Quant aux programmes visant à accroître la participation des francophones, on peut référer à ce sujet au témoignage de M. Raynald Masse:

"Je pourrais vous dire qu’en 1965, quand je suis revenu à la région du St- Laurent, la majorité des chefs de service étaient à ce moment- là unilingues anglophones et incluant le vice- président de la région.

Alors il va sans dire que la langue anglaise jouait un rôle très important dans nos relations d’affaires internes dans un territoire quand même relativement francophone en importance de population.

J’ai eu la responsabilité en 1966 de faire une étude sur tous les services du CN dans le Québec métropolitain et je me souviens fort bien de m’être assis à la table dans une salle de conférence avec un groupe de francophones et dès qu’on commençait à parler ferroviaire on parlait l’anglais tellement l’anglais était la langue de nos affaires.

Alors d’une façon générale je pourrais dire que le CN a pris conscience à ce moment- là, lors du rapport Parent, de la préoccupation du milieu sur l’aspect du bilinguisme, a pris conscience de sa situation et a commencé à prendre action dans le domaine. On a formé des francophones. On a nommé de plus en plus de francophones et des gens bilingues et on a formé des gens, on a donné des cours de langues de telle sorte que sur une base graduelle en 1977, à l’automne 1977, la compagnie a pu décréter dans sa politique sur les langues, utilisation des langues, ...

Il s’agit du document Guide de la direction 19- 30, qui s’intitule La langue officielle - mesures visant à assurer l’égalité de leur statut. La compagnie a décrété à ce moment- là que pour le Québec le français serait la langue de travail au sein de la région du St- Laurent.

Alors je pense que avec la situation que je vous ai décrite ... sur une période de 10 à 12 ans, c’est un exemple frappant je pense de changement de culture, si on peut parler de changement de culture je pense que c’en est un ..." (N. s. pp. 2228- 2230).
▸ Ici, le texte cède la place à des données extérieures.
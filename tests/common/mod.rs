//! Common testing utilities for mi-agent integration tests.

use std::fs;
use std::io::Write;
use std::path::PathBuf;
use tempfile::TempDir;

/// Test context that manages temporary files and directories.
pub struct TestContext {
    /// Path to temporary directory
    pub temp_path: PathBuf,
    /// The temporary directory (kept to prevent early deletion)
    _temp_dir: TempDir,
}

impl TestContext {
    /// Create a new test context with a temporary directory.
    pub fn new() -> anyhow::Result<Self> {
        let temp_dir = TempDir::new()?;
        let temp_path = temp_dir.path().to_path_buf();

        Ok(Self {
            temp_path,
            _temp_dir: temp_dir,
        })
    }

    /// Create a test file with content.
    pub fn create_file(&self, name: &str, content: &str) -> anyhow::Result<PathBuf> {
        let file_path = self.temp_path.join(name);
        if let Some(parent) = file_path.parent() {
            fs::create_dir_all(parent)?;
        }
        let mut file = fs::File::create(&file_path)?;
        file.write_all(content.as_bytes())?;
        Ok(file_path)
    }

    /// Create a secrets file from `(key, value)` pairs.
    #[allow(dead_code)]
    pub fn create_env_file(
        &self,
        name: &str,
        secrets: &[(impl AsRef<str>, impl AsRef<str>)],
    ) -> anyhow::Result<PathBuf> {
        let content = secrets
            .iter()
            .map(|(k, v)| format!("{}={}\n", k.as_ref(), v.as_ref()))
            .collect::<String>();

        self.create_file(name, &content)
    }

    /// Create a directory (and parents) inside the temp directory.
    #[allow(dead_code)]
    pub fn create_dir(&self, name: &str) -> anyhow::Result<PathBuf> {
        let dir = self.temp_path.join(name);
        fs::create_dir_all(&dir)?;
        Ok(dir)
    }

    /// Get the path to a file in the temp directory.
    #[allow(dead_code)]
    pub fn path(&self, name: &str) -> PathBuf {
        self.temp_path.join(name)
    }
}

#[cfg(test)]
mod tests {
    use super::*;

    #[test]
    fn test_test_context_create_file() {
        let ctx = TestContext::new().unwrap();
        let file_path = ctx.create_file("nested/test.txt", "Hello, World!").unwrap();

        assert!(file_path.exists());
        assert_eq!(fs::read_to_string(&file_path).unwrap(), "Hello, World!");
    }

    #[test]
    fn test_create_env_file() {
        let ctx = TestContext::new().unwrap();
        let path = ctx
            .create_env_file(".env", &[("KEY1", "value1"), ("KEY2", "value2")])
            .unwrap();

        let content = fs::read_to_string(path).unwrap();
        assert_eq!(content, "KEY1=value1\nKEY2=value2\n");
    }
}
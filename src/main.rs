// MI Agent - command-line bootstrap
//
// This is the main entry point for the application.

use anyhow::{Context, Result};
use clap::{ArgAction, ArgGroup, Parser};
use mi_agent::config::RunConfig;
use mi_agent::crash;
use mi_agent::env::{EnvStore, ProcessEnv};
use mi_agent::init::{init_environment, InitConfig};
use mi_agent::logging::{self, Verbosity};
use mi_agent::secrets::{NoPrompt, SecretPrompter, TerminalPrompter};
use std::io::IsTerminal;
use std::path::PathBuf;

/// MI Agent - train and run the MI estimator
#[derive(Parser, Debug)]
#[command(name = "mi-agent")]
#[command(version)]
#[command(about = "Run the MI agent with the given configuration", long_about = None)]
#[command(group(
    ArgGroup::new("verbosity")
        .args(["quiet", "verbose", "very_verbose"])
        .multiple(false)
))]
struct Cli {
    /// Path to config file
    #[arg(short, long, value_name = "PATH", value_parser = existing_path)]
    config: PathBuf,

    /// Only log warnings and errors (default)
    #[arg(long)]
    quiet: bool,

    /// Log informational messages; repeat (-vv) for debug output
    #[arg(short, long, action = ArgAction::Count)]
    verbose: u8,

    /// Log debug messages
    #[arg(long)]
    very_verbose: bool,

    /// Never prompt for missing secrets; fail instead
    #[arg(long)]
    no_prompt: bool,
}

fn existing_path(raw: &str) -> std::result::Result<PathBuf, String> {
    let path = PathBuf::from(raw);
    if path.exists() {
        Ok(path)
    } else {
        Err(format!("path '{}' does not exist", raw))
    }
}

fn prompter_for(cli: &Cli) -> Box<dyn SecretPrompter> {
    let interactive = !cli.no_prompt && std::io::stdin().is_terminal();
    if interactive {
        Box::new(TerminalPrompter)
    } else {
        log::debug!("Secret prompts disabled; missing secrets are errors");
        Box::new(NoPrompt)
    }
}

/// `on_env_ready` runs once the environment is fully initialized, before
/// the run configuration is read.
fn run(
    cli: &Cli,
    init_config: &InitConfig,
    env: &mut impl EnvStore,
    prompter: &mut dyn SecretPrompter,
    on_env_ready: impl FnOnce(),
) -> Result<()> {
    // Step 1: Secrets and tracing settings
    let report = init_environment(init_config, env, prompter)
        .context("Environment initialization failed")?;
    if !report.prompted.is_empty() {
        log::info!("Secrets entered interactively: {}", report.prompted.join(", "));
    }
    on_env_ready();

    // Step 2: Run configuration
    let config = RunConfig::from_file(&cli.config)
        .with_context(|| format!("Failed to load config from: {}", cli.config.display()))?;
    log::info!("Using configuration {}", config.path.display());
    log::debug!("Configuration keys: [{}]", config.keys().join(", "));

    // Step 3: Agent logic plugs in here
    log::debug!("Nothing to run");

    Ok(())
}

fn main() {
    let cli = Cli::parse();

    let verbosity = if cli.quiet {
        Verbosity::Quiet
    } else {
        Verbosity::from_flags(cli.verbose, cli.very_verbose)
    };
    if let Err(e) = logging::init_logging(verbosity) {
        eprintln!("Error: {:#}", e);
        std::process::exit(1);
    }

    crash::install_panic_hook();

    // The SIGINT handler runs on its own thread: it must not exist while
    // secrets are still being prompted for and written to the environment.
    let result = InitConfig::from_current_dir().and_then(|init_config| {
        let mut prompter = prompter_for(&cli);
        run(
            &cli,
            &init_config,
            &mut ProcessEnv,
            prompter.as_mut(),
            crash::install_interrupt_handler,
        )
    });

    if let Err(e) = result {
        eprintln!("\nError: {:#}", e);
        std::process::exit(1);
    }
}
M. Masse a également déposé comme pièce R- 39 le rapport annuel daté du 31 septembre 1981 relativement à l’évolution du bilinguisme au CN. Ce rapport a été transmis au ministre fédéral du Transport. M. Masse précise comme suit les faits saillants de ce rapport:

"Alors au niveau régional, sur un total de 79 cadres supérieurs, nous avions 72.1% de francophones, 27.9% d’anglophones ou autres, mais 93.7% de bilingues, on parle de bilingue fonctionnel.

Au niveau des fonctions qui relèvent du siège social, on parle de 100% des cadres supérieurs. Dans les cadres intermédiaires, nous avons 77% francophones et 23% anglophones ou autres, mais 83.6% de bilingues et dans les cadres syndiqués, les employés syndiqués c’est- à- dire, et non- syndiqués, on remarque qu’on aboutit à peu près à la répartition de la population au Québec, soit 79.5% de francophones et 20.5% d’anglophones et quant à leur capacité linguistique on a pas l’information pour l’instant." (N. s. p. 2231).

La première reconnaissance législative des programmes d’action positive l’a été en 1977 lors de l’adoption de la Loi canadienne sur les droits de la personne et des dispositions des articles 15 et 41 al. 2 précités.

En 1980, la Commission canadienne sur les droits de la personne a publié un fascicule intitulé Special Programs in Employment: Criteria for Compliance (pièce C- 3). Ce guide décrit les critères applicables pour établir un programme spécial. Il indique aussi la méthodologie à suivre pour identifier le besoin d’un tel programme et en décrit les étapes de mise en oeuvre.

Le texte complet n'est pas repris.